▸ YOUR ASSIGNMENT: A complete, exact copy of the records is needed here.

▸ DATA FOR REVIEW:

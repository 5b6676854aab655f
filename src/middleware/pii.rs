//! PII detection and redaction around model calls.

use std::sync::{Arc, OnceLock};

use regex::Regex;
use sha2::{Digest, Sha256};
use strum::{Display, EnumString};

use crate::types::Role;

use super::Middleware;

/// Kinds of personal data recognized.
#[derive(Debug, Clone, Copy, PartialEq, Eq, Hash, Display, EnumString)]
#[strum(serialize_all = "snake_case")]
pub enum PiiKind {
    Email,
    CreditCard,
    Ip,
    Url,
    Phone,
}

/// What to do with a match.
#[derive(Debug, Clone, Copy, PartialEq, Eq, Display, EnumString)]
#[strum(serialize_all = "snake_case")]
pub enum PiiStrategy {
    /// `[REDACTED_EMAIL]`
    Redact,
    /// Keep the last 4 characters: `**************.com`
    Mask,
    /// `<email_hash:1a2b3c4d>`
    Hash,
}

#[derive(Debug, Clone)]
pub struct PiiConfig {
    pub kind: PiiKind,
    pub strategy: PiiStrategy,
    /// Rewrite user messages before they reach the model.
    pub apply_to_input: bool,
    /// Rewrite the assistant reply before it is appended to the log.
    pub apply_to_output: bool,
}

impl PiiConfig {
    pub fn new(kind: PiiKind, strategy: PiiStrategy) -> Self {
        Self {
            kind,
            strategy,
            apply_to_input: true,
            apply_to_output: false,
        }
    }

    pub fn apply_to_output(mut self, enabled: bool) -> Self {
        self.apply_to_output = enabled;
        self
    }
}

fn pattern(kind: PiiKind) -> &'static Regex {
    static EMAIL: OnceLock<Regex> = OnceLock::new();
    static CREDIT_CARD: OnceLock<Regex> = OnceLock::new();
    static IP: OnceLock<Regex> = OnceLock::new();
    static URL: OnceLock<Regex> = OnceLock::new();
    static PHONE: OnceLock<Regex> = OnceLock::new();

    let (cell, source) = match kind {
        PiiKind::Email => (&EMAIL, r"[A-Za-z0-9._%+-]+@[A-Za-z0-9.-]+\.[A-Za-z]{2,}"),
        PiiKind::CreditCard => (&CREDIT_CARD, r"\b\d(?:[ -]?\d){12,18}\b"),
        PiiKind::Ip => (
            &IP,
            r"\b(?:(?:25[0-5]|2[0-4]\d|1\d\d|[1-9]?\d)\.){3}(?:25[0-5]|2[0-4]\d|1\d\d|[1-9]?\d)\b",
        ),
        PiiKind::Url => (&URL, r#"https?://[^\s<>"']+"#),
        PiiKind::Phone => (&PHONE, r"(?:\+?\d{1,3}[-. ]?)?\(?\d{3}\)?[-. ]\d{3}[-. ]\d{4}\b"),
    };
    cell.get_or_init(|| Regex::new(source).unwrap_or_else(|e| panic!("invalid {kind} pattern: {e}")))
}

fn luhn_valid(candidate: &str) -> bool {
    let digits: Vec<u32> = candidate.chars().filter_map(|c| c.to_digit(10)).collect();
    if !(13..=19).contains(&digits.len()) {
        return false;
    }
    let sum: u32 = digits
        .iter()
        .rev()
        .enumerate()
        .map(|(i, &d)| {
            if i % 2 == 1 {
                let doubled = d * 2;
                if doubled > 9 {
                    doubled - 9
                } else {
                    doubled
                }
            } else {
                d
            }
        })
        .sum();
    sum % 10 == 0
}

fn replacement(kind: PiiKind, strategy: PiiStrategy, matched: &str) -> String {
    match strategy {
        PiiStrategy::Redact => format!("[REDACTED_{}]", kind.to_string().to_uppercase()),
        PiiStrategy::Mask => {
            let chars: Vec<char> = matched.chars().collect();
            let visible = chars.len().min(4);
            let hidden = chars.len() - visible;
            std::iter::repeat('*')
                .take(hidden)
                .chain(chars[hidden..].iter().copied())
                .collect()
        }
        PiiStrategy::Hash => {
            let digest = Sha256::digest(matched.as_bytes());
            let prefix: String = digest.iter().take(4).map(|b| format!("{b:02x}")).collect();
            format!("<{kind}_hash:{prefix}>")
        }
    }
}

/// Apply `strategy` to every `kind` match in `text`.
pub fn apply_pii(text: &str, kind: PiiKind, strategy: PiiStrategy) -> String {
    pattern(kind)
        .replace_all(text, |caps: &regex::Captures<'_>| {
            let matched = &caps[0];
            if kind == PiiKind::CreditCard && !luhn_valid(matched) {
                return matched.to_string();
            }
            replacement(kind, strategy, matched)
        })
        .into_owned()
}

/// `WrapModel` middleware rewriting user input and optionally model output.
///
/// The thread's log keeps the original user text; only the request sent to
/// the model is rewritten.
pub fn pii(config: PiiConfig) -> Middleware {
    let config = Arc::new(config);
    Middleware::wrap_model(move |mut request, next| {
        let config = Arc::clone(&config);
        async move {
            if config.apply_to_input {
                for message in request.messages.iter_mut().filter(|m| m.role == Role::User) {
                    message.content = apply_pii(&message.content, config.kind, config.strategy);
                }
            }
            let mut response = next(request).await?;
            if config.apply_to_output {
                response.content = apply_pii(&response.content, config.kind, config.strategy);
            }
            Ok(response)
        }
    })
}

▸ ANSWER BOX:
repository 5b6676854aab655f
filename src/middleware/pii.rs
//! PII detection and redaction around model calls.

use std::sync::{Arc, OnceLock};

use regex::Regex;
use sha2::{Digest, Sha256};
use strum::{Display, EnumString};

use crate::types::Role;

use super::Middleware;

/// Kinds of personal data recognized.
#[derive(Debug, Clone, Copy, PartialEq, Eq, Hash, Display, EnumString)]
#[strum(serialize_all = "snake_case")]
pub enum PiiKind {
    Email,
    CreditCard,
    Ip,
    Url,
    Phone,
}

/// What to do with a match.
#[derive(Debug, Clone, Copy, PartialEq, Eq, Display, EnumString)]
#[strum(serialize_all = "snake_case")]
pub enum PiiStrategy {
    /// `[REDACTED_EMAIL]`
    Redact,
    /// Keep the last 4 characters: `**************.com`
    Mask,
    /// `<email_hash:1a2b3c4d>`
    Hash,
}

#[derive(Debug, Clone)]
pub struct PiiConfig {
    pub kind: PiiKind,
    pub strategy: PiiStrategy,
    /// Rewrite user messages before they reach the model.
    pub apply_to_input: bool,
    /// Rewrite the assistant reply before it is appended to the log.
    pub apply_to_output: bool,
}

impl PiiConfig {
    pub fn new(kind: PiiKind, strategy: PiiStrategy) -> Self {
        Self {
            kind,
            strategy,
            apply_to_input: true,
            apply_to_output: false,
        }
    }

    pub fn apply_to_output(mut self, enabled: bool) -> Self {
        self.apply_to_output = enabled;
        self
    }
}

fn pattern(kind: PiiKind) -> &'static Regex {
    static EMAIL: OnceLock<Regex> = OnceLock::new();
    static CREDIT_CARD: OnceLock<Regex> = OnceLock::new();
    static IP: OnceLock<Regex> = OnceLock::new();
    static URL: OnceLock<Regex> = OnceLock::new();
    static PHONE: OnceLock<Regex> = OnceLock::new();

    let (cell, source) = match kind {
        PiiKind::Email => (&EMAIL, r"[A-Za-z0-9._%+-]+@[A-Za-z0-9.-]+\.[A-Za-z]{2,}"),
        PiiKind::CreditCard => (&CREDIT_CARD, r"\b\d(?:[ -]?\d){12,18}\b"),
        PiiKind::Ip => (
            &IP,
            r"\b(?:(?:25[0-5]|2[0-4]\d|1\d\d|[1-9]?\d)\.){3}(?:25[0-5]|2[0-4]\d|1\d\d|[1-9]?\d)\b",
        ),
        PiiKind::Url => (&URL, r#"https?://[^\s<>"']+"#),
        PiiKind::Phone => (&PHONE, r"(?:\+?\d{1,3}[-. ]?)?\(?\d{3}\)?[-. ]\d{3}[-. ]\d{4}\b"),
    };
    cell.get_or_init(|| Regex::new(source).unwrap_or_else(|e| panic!("invalid {kind} pattern: {e}")))
}

fn luhn_valid(candidate: &str) -> bool {
    let digits: Vec<u32> = candidate.chars().filter_map(|c| c.to_digit(10)).collect();
    if !(13..=19).contains(&digits.len()) {
        return false;
    }
    let sum: u32 = digits
        .iter()
        .rev()
        .enumerate()
        .map(|(i, &d)| {
            if i % 2 == 1 {
                let doubled = d * 2;
                if doubled > 9 {
                    doubled - 9
                } else {
                    doubled
                }
            } else {
                d
            }
        })
        .sum();
    sum % 10 == 0
}

fn replacement(kind: PiiKind, strategy: PiiStrategy, matched: &str) -> String {
    match strategy {
        PiiStrategy::Redact => format!("[REDACTED_{}]", kind.to_string().to_uppercase()),
        PiiStrategy::Mask => {
            let chars: Vec<char> = matched.chars().collect();
            let visible = chars.len().min(4);
            let hidden = chars.len() - visible;
            std::iter::repeat('*')
                .take(hidden)
                .chain(chars[hidden..].iter().copied())
                .collect()
        }
        PiiStrategy::Hash => {
            let digest = Sha256::digest(matched.as_bytes());
            let prefix: String = digest.iter().take(4).map(|b| format!("{b:02x}")).collect();
            format!("<{kind}_hash:{prefix}>")
        }
    }
}

/// Apply `strategy` to every `kind` match in `text`.
pub fn apply_pii(text: &str, kind: PiiKind, strategy: PiiStrategy) -> String {
    pattern(kind)
        .replace_all(text, |caps: &regex::Captures<'_>| {
            let matched = &caps[0];
            if kind == PiiKind::CreditCard && !luhn_valid(matched) {
                return matched.to_string();
            }
            replacement(kind, strategy, matched)
        })
        .into_owned()
}

/// `WrapModel` middleware rewriting user input and optionally model output.
///
/// The thread's log keeps the original user text; only the request sent to
/// the model is rewritten.
pub fn pii(config: PiiConfig) -> Middleware {
    let config = Arc::new(config);
    Middleware::wrap_model(move |mut request, next| {
        let config = Arc::clone(&config);
        async move {
            if config.apply_to_input {
                for message in request.messages.iter_mut().filter(|m| m.role == Role::User) {
                    message.content = apply_pii(&message.content, config.kind, config.strategy);
                }
            }
            let mut response = next(request).await?;
            if config.apply_to_output {
                response.content = apply_pii(&response.content, config.kind, config.strategy);
            }
            Ok(response)
        }
    })
}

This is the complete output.